Vivian Lewis builds its first motorcycle and car in 1899/1900; South Australia leads on car registration, licences

Vivian Lewis Ltd built this 1910 Daimler nine-seater 38hp Landaulette in Adelaide on a British chassis.
Displayed at the National Motor Museum, Birdwood. Donor G. Brooks, 1991
Vivian Lewis produced the first petrol-driven motor car made in South Australia in 1900. He also built the first South Australian motorcycle in 1899.
Lewis’s business was boosted by the visit to Adelaide in 1898 by Frenchwoman Anthelmina Serpolette who was promoting a petrol-driven motor tricycle for the Gladiator Cycle Company.
Vivian Lewis’s workshop was called upon to fix Serpollete’s tricycle when it refused to go on the day before she was engaged to appear at the Ariel bicycle race meeting at the Jubilee Oval.
Originally an importer and maker of bicycles, The Lewis Cycle and Motor Works’ said the first car it built was “manufactured entirely at the Lewis works” but the local content in later cars under the “Lewis” brand isn’t known.
By 1907, the business was busy importing and manufacturing bicycles and manufacturing Lewis motorcycles. One in eight motorcycles on the road in South Australia in 1915 was a Lewis – and importing and retailing motor cars.
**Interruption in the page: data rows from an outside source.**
//! Dashboard reporting service
//! Provides summary cards, the income chart series, top products, and
//! income by date range for the admin dashboard

use std::collections::HashMap;
use std::sync::Arc;

use chrono::{DateTime, Utc};
use rust_decimal::Decimal;
use sqlx::PgPool;
use tokio::sync::Semaphore;
use uuid::Uuid;

use shared::{
    merge_channel_sales, parse_range_bounds, rank_top_products, Book, DashboardFilter,
    DashboardSummary, DashboardTotals, IncomeBucket, IncomeByDateRange, ProductSales, TopProduct,
    CANCELLED_ORDER_STATUS,
};

use crate::config::DashboardConfig;
use crate::error::{AppError, AppResult};

/// Dashboard service
#[derive(Clone)]
pub struct DashboardService {
    db: PgPool,
    max_concurrent_buckets: usize,
    top_products_limit: usize,
}

/// Book columns needed for the top products list
#[derive(Debug, sqlx::FromRow)]
struct BookRow {
    id: Uuid,
    name: String,
    image: Option<String>,
    category: Option<String>,
    price: Decimal,
}

impl From<BookRow> for Book {
    fn from(row: BookRow) -> Self {
        Book {
            id: row.id,
            name: row.name,
            image: row.image,
            category: row.category,
            price: row.price,
        }
    }
}

impl DashboardService {
    pub fn new(db: PgPool, config: &DashboardConfig) -> Self {
        Self {
            db,
            max_concurrent_buckets: config.max_concurrent_buckets.max(1),
            top_products_limit: config.top_products_limit,
        }
    }

    /// Build the full dashboard for the given filters
    pub async fn get_dashboard(&self, filter: DashboardFilter) -> AppResult<DashboardSummary> {
        let (totals, categories) = self.get_totals().await?;
        let monthly_income = self.get_income_series(&filter).await?;
        let top_products = self.get_top_products(filter.category.as_deref()).await?;

        Ok(DashboardSummary::assemble(
            totals,
            monthly_income,
            top_products,
            categories,
            filter,
        ))
    }

    /// Store-wide totals and the category list, queried together
    async fn get_totals(&self) -> AppResult<(DashboardTotals, Vec<String>)> {
        let (total_order, total_member, total_income, total_sale_count, total_sale_income, categories) = tokio::try_join!(
            sqlx::query_scalar::<_, i64>("SELECT COUNT(*) FROM orders").fetch_one(&self.db),
            sqlx::query_scalar::<_, i64>("SELECT COUNT(*) FROM members").fetch_one(&self.db),
            sqlx::query_scalar::<_, Option<Decimal>>(
                r#"
                SELECT SUM(od.price)
                FROM order_details od
                JOIN orders o ON o.id = od.order_id
                WHERE o.status <> $1
                "#,
            )
            .bind(CANCELLED_ORDER_STATUS)
            .fetch_one(&self.db),
            sqlx::query_scalar::<_, i64>("SELECT COUNT(*) FROM sales").fetch_one(&self.db),
            sqlx::query_scalar::<_, Option<Decimal>>("SELECT SUM(total) FROM sales")
                .fetch_one(&self.db),
            sqlx::query_scalar::<_, String>(
                r#"
                SELECT DISTINCT category
                FROM books
                WHERE category IS NOT NULL
                ORDER BY category
                "#,
            )
            .fetch_all(&self.db),
        )?;

        let totals = DashboardTotals {
            total_order,
            total_member,
            total_income: total_income.unwrap_or(Decimal::ZERO),
            total_sale_count,
            total_sale_income: total_sale_income.unwrap_or(Decimal::ZERO),
        };
        Ok((totals, categories))
    }

    /// Income per day of the selected month, or per month of the selected year
    async fn get_income_series(&self, filter: &DashboardFilter) -> AppResult<Vec<IncomeBucket>> {
        let period = filter.period();
        let buckets = period.buckets()?;
        tracing::debug!(
            ?period,
            buckets = buckets.len(),
            category = ?filter.category,
            "Querying income series"
        );

        let semaphore = Arc::new(Semaphore::new(self.max_concurrent_buckets));
        let mut handles = Vec::with_capacity(buckets.len());

        for bucket in buckets {
            let db = self.db.clone();
            let category = filter.category.clone();
            let semaphore = semaphore.clone();
            handles.push(tokio::spawn(async move {
                let _permit = semaphore
                    .acquire_owned()
                    .await
                    .map_err(|e| AppError::Internal(format!("Semaphore error: {}", e)))?;

                let (online, sale) = tokio::try_join!(
                    bucket_online_income(&db, bucket.start, bucket.end, category.as_deref()),
                    bucket_sale_income(&db, bucket.start, bucket.end, category.as_deref()),
                )?;
                Ok::<_, AppError>((bucket.label, online, sale))
            }));
        }

        let year = period.year();
        let mut series = Vec::with_capacity(handles.len());
        for handle in handles {
            let (label, online, sale) = handle.await.map_err(anyhow::Error::from)??;
            series.push(IncomeBucket::new(label, year, online, sale));
        }
        Ok(series)
    }

    /// Best sellers across both channels, with catalog details
    async fn get_top_products(&self, category: Option<&str>) -> AppResult<Vec<TopProduct>> {
        let (online, in_store) = tokio::try_join!(
            sqlx::query_as::<_, (Uuid, Option<i64>, Option<Decimal>)>(
                r#"
                SELECT od.book_id, SUM(od.qty)::BIGINT, SUM(od.price)
                FROM order_details od
                JOIN orders o ON o.id = od.order_id
                LEFT JOIN books b ON b.id = od.book_id
                WHERE o.status <> $1
                  AND ($2::TEXT IS NULL OR b.category = $2)
                GROUP BY od.book_id
                "#,
            )
            .bind(CANCELLED_ORDER_STATUS)
            .bind(category)
            .fetch_all(&self.db),
            sqlx::query_as::<_, (Uuid, Option<i64>, Option<Decimal>)>(
                r#"
                SELECT sd.book_id, SUM(sd.qty)::BIGINT, SUM(sd.price)
                FROM sale_details sd
                LEFT JOIN books b ON b.id = sd.book_id
                WHERE ($1::TEXT IS NULL OR b.category = $1)
                GROUP BY sd.book_id
                "#,
            )
            .bind(category)
            .fetch_all(&self.db),
        )?;

        let merged = merge_channel_sales(&to_product_sales(online), &to_product_sales(in_store));
        let ranked = rank_top_products(merged, self.top_products_limit);
        if ranked.is_empty() {
            return Ok(Vec::new());
        }

        let book_ids: Vec<Uuid> = ranked.iter().map(|p| p.book_id).collect();
        let books: HashMap<Uuid, Book> = sqlx::query_as::<_, BookRow>(
            r#"
            SELECT id, name, image, category, price
            FROM books
            WHERE id = ANY($1)
            "#,
        )
        .bind(&book_ids)
        .fetch_all(&self.db)
        .await?
        .into_iter()
        .map(|row| (row.id, Book::from(row)))
        .collect();

        Ok(ranked
            .iter()
            .map(|sales| TopProduct::from_sales(sales, books.get(&sales.book_id)))
            .collect())
    }

    /// Online and in-store income between two inclusive bounds
    pub async fn get_income_by_date_range(
        &self,
        start_date: String,
        end_date: String,
    ) -> AppResult<IncomeByDateRange> {
        let (start, end) = parse_range_bounds(&start_date, &end_date)?;

        let (online, sale) = tokio::try_join!(
            sqlx::query_scalar::<_, Option<Decimal>>(
                r#"
                SELECT SUM(od.price)
                FROM order_details od
                JOIN orders o ON o.id = od.order_id
                WHERE o.status <> $1
                  AND o.created_at >= $2
                  AND o.created_at <= $3
                "#,
            )
            .bind(CANCELLED_ORDER_STATUS)
            .bind(start)
            .bind(end)
            .fetch_one(&self.db),
            sqlx::query_scalar::<_, Option<Decimal>>(
                r#"
                SELECT SUM(total)
                FROM sales
                WHERE created_at >= $1
                  AND created_at <= $2
                "#,
            )
            .bind(start)
            .bind(end)
            .fetch_one(&self.db),
        )?;

        Ok(IncomeByDateRange::new(
            online.unwrap_or(Decimal::ZERO),
            sale.unwrap_or(Decimal::ZERO),
            start_date,
            end_date,
        ))
    }

    /// Export the income series as CSV
    pub fn export_series_csv(series: &[IncomeBucket]) -> AppResult<String> {
        let mut wtr = csv::Writer::from_writer(vec![]);
        for bucket in series {
            wtr.serialize(bucket)
                .map_err(|e| AppError::Internal(format!("CSV serialization error: {}", e)))?;
        }
        let csv_data = String::from_utf8(
            wtr.into_inner()
                .map_err(|e| AppError::Internal(format!("CSV writer error: {}", e)))?,
        )
        .map_err(|e| AppError::Internal(format!("UTF-8 conversion error: {}", e)))?;
        Ok(csv_data)
    }
}

/// Online income for one bucket, `[start, end)`
async fn bucket_online_income(
    db: &PgPool,
    start: DateTime<Utc>,
    end: DateTime<Utc>,
    category: Option<&str>,
) -> AppResult<Decimal> {
    let sum: Option<Decimal> = sqlx::query_scalar(
        r#"
        SELECT SUM(od.price)
        FROM order_details od
        JOIN orders o ON o.id = od.order_id
        LEFT JOIN books b ON b.id = od.book_id
        WHERE o.status <> $1
          AND o.created_at >= $2
          AND o.created_at < $3
          AND ($4::TEXT IS NULL OR b.category = $4)
        "#,
    )
    .bind(CANCELLED_ORDER_STATUS)
    .bind(start)
    .bind(end)
    .bind(category)
    .fetch_one(db)
    .await?;

    Ok(sum.unwrap_or(Decimal::ZERO))
}

/// In-store income for one bucket, `[start, end)`.
///
/// With a category, a sale counts in full when any of its lines is a book in
/// that category.
async fn bucket_sale_income(
    db: &PgPool,
    start: DateTime<Utc>,
    end: DateTime<Utc>,
    category: Option<&str>,
) -> AppResult<Decimal> {
    let sum: Option<Decimal> = sqlx::query_scalar(
        r#"
        SELECT SUM(s.total)
        FROM sales s
        WHERE s.created_at >= $1
          AND s.created_at < $2
          AND (
            $3::TEXT IS NULL
            OR EXISTS (
              SELECT 1
              FROM sale_details sd
              JOIN books b ON b.id = sd.book_id
              WHERE sd.sale_id = s.id AND b.category = $3
            )
          )
        "#,
    )
    .bind(start)
    .bind(end)
    .bind(category)
    .fetch_one(db)
    .await?;

    Ok(sum.unwrap_or(Decimal::ZERO))
}

fn to_product_sales(rows: Vec<(Uuid, Option<i64>, Option<Decimal>)>) -> Vec<ProductSales> {
    rows.into_iter()
        .map(|(book_id, quantity, revenue)| {
            ProductSales::new(
                book_id,
                quantity.unwrap_or(0),
                revenue.unwrap_or(Decimal::ZERO),
            )
        })
        .collect()
}

#[cfg(test)]
mod tests {
    use super::*;

    #[test]
    fn test_missing_sums_default_to_zero() {
        let rows = vec![(Uuid::from_u128(1), None, None)];
        let sales = to_product_sales(rows);
        assert_eq!(sales[0].quantity, 0);
        assert_eq!(sales[0].revenue, Decimal::ZERO);
    }

    #[test]
    fn test_export_series_csv() {
        let series = vec![
            IncomeBucket::new("ม.ค.", 2024, Decimal::from(100), Decimal::from(50)),
            IncomeBucket::new("ก.พ.", 2024, Decimal::ZERO, Decimal::ZERO),
        ];
        let csv = DashboardService::export_series_csv(&series).unwrap();
        let mut lines = csv.lines();
        assert_eq!(lines.next(), Some("month,onlineIncome,saleIncome,income,year"));
        assert!(lines.next().unwrap().starts_with("ม.ค.,100"));
        assert!(lines.next().unwrap().ends_with(",2024"));
        assert_eq!(lines.next(), None);
    }
}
With World War I and the loss of its founders Tom O’Grady and Vivian Lewis, the Vivian Lewis company took a different direction towards being a car dealership in the 1920s.
Being flat, dry and relatively prosperous, with a limited rail network, South Australia took up the motor car quicker than other states. Australia’s first registration and licensing system was started in South Australia during 1906 and, by 1910, 1350 cars (and more motor cycles) were registered.